Apache Beam
- Summary
-
Discussion
- Why do I need Apache Beam when there are already so many data processing frameworks?
- What are the use cases served by Apache Beam?
- Which are the programming languages and runners supported by Apache Beam?
- What are the essential programming abstractions in Apache Beam?
- What's the Beam execution model?
- What are some essential concepts of the Beam model?
- Could you point to useful developer resources to learn Apache Beam?
- Milestones
- Sample Code
- References
- Further Reading
- Article Stats
- Cite As
With the rise of Big Data, many frameworks have emerged to process that data. These are either for batch processing, stream processing or both. Examples include Apache Hadoop MapReduce, Apache Spark, Apache Storm, and Apache Flink.
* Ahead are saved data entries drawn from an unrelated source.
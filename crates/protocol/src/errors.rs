use serde::Serialize;
use std::error::Error as StdError;
use std::fmt::{Display, Formatter};
use std::ops::{Deref, DerefMut};

const DEFAULT_CODE: &str = "internal_error";
const DEFAULT_MESSAGE: &str = "操作失败";

/// One key/value pair attached to an error for diagnostics.
#[derive(Debug, Clone, Serialize)]
#[serde(rename_all = "camelCase")]
pub struct ErrorContextItem {
    pub key: String,
    pub value: String,
}

#[derive(Debug, Clone, Serialize)]
#[serde(rename_all = "camelCase")]
pub struct AppErrorPayload {
    pub code: String,
    pub message: String,
    #[serde(default, skip_serializing_if = "Vec::is_empty")]
    pub context: Vec<ErrorContextItem>,
    #[serde(default, skip_serializing_if = "Vec::is_empty")]
    pub causes: Vec<String>,
}

/// Typed failure carried across every worker boundary. `code` is a stable
/// machine-readable identifier, `message` the user-facing text.
#[derive(Debug, Clone, Serialize)]
#[serde(transparent)]
pub struct AppError(Box<AppErrorPayload>);

impl AppError {
    pub fn new(code: impl Into<String>, message: impl Into<String>) -> Self {
        Self(Box::new(AppErrorPayload {
            code: code.into(),
            message: message.into(),
            context: Vec::new(),
            causes: Vec::new(),
        }))
    }

    pub fn with_code(mut self, code: impl Into<String>, message: impl Into<String>) -> Self {
        self.0.code = code.into();
        self.0.message = message.into();
        self
    }

    pub fn with_context(mut self, key: impl Into<String>, value: impl Into<String>) -> Self {
        self.0.context.push(ErrorContextItem {
            key: key.into(),
            value: value.into(),
        });
        self
    }

    pub fn with_cause(mut self, cause: impl Into<String>) -> Self {
        let cause = cause.into();
        if !cause.trim().is_empty() {
            self.0.causes.push(cause);
        }
        self
    }

    pub fn with_causes<I, S>(mut self, causes: I) -> Self
    where
        I: IntoIterator<Item = S>,
        S: Into<String>,
    {
        for cause in causes {
            self = self.with_cause(cause);
        }
        self
    }

    pub fn with_source<E>(self, error: E) -> Self
    where
        E: StdError + Send + Sync + 'static,
    {
        self.with_causes(collect_std_error_chain(&error))
    }

    pub fn from_anyhow(error: anyhow::Error) -> Self {
        if let Some(app_error) = error.downcast_ref::<Self>() {
            return app_error.clone();
        }

        Self(Box::new(AppErrorPayload {
            code: DEFAULT_CODE.to_string(),
            message: DEFAULT_MESSAGE.to_string(),
            context: Vec::new(),
            causes: collect_error_chain(&error),
        }))
    }
}

impl Deref for AppError {
    type Target = AppErrorPayload;

    fn deref(&self) -> &Self::Target {
        self.0.as_ref()
    }
}

impl DerefMut for AppError {
    fn deref_mut(&mut self) -> &mut Self::Target {
        self.0.as_mut()
    }
}

fn collect_error_chain(error: &anyhow::Error) -> Vec<String> {
    let mut causes = Vec::new();
    for cause in error.chain() {
        let text = cause.to_string();
        if text.trim().is_empty() {
            continue;
        }

        if causes.last().is_some_and(|last| last == &text) {
            continue;
        }
        causes.push(text);
    }
    causes
}

fn collect_std_error_chain(error: &(dyn StdError + 'static)) -> Vec<String> {
    let mut causes = Vec::new();
    let mut current: Option<&(dyn StdError + 'static)> = Some(error);
    while let Some(cause) = current {
        let text = cause.to_string();
        if !text.trim().is_empty() && causes.last().is_none_or(|last| last != &text) {
            causes.push(text);
        }
        current = cause.source();
    }
    causes
}

impl Display for AppError {
    fn fmt(&self, f: &mut Formatter<'_>) -> std::fmt::Result {
        write!(f, "{}: {}", self.code, self.message)
    }
}

impl StdError for AppError {}

impl From<anyhow::Error> for AppError {
    fn from(value: anyhow::Error) -> Self {
        Self::from_anyhow(value)
    }
}

pub trait ResultExt<T> {
    fn with_code(self, code: impl Into<String>, message: impl Into<String>) -> AppResult<T>;
    fn with_ctx(self, key: impl Into<String>, value: impl Into<String>) -> AppResult<T>;
}

impl<T, E> ResultExt<T> for Result<T, E>
where
    E: Into<anyhow::Error>,
{
    fn with_code(self, code: impl Into<String>, message: impl Into<String>) -> AppResult<T> {
        let code = code.into();
        let message = message.into();
        self.map_err(|error| AppError::from_anyhow(error.into()).with_code(code, message))
    }

    fn with_ctx(self, key: impl Into<String>, value: impl Into<String>) -> AppResult<T> {
        let key = key.into();
        let value = value.into();
        self.map_err(|error| AppError::from_anyhow(error.into()).with_context(key, value))
    }
}

pub type AppResult<T> = Result<T, AppError>;

#[cfg(test)]
#[path = "../tests/protocol/errors_tests.rs"]
mod tests;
The problem for developers is that once a better framework arrives, they have to rewrite their code. Mature old code gets replaced with immature new code. They may even have to maintain two codebases and pipelines, one for batch processing and another for stream processing.
Apache Beam aims to solve this problem by offering a unified programming model for both batch and streaming workloads that can run on any distributed processing backend execution engine. Beam offers SDKs in a few languages. It supports a number of backend execution engines.
Discussion
-
Why do I need Apache Beam when there are already so many data processing frameworks? Having many processing frameworks is part of the problem. Developers have to write and maintain multiple pipelines to work with different frameworks. When a better framework comes along, there's significant effort involved in adopting it. Apache Beam solves this by enabling and reusing a single pipeline across multiple runtimes.
The benefit of Apache Beam is therefore both in development and operations. Developers can focus on their pipelines and less about the runtime. Pipelines become portable. Therefore there's no lock-in to a particular runtime. Beam SDKs allow developers to quickly integrate a pipeline into their applications.
The Beam Model offers powerful semantics for developers to think about data processing at higher level of abstractions. Concepts such as windowing, ordering, triggering and accumulation are part of the Beam model.
Beam has auto-scaling. It looks at current progress to dynamically reassign work to idle workers or scaling up/down the number of workers.
Since Apache Beam is open source, support for more languages (by SDK writers) or runtimes (by runner writers) can be added by the community.
-
What are the use cases served by Apache Beam? Apache Beam is suitable for any task that can be parallelized by breaking down the data into smaller parts, each part running independently. Beam supports a wide variety of use cases. The simplest ones are perhaps Extract, Transform, Load (ETL) tasks that are typically used to move data across systems or formats.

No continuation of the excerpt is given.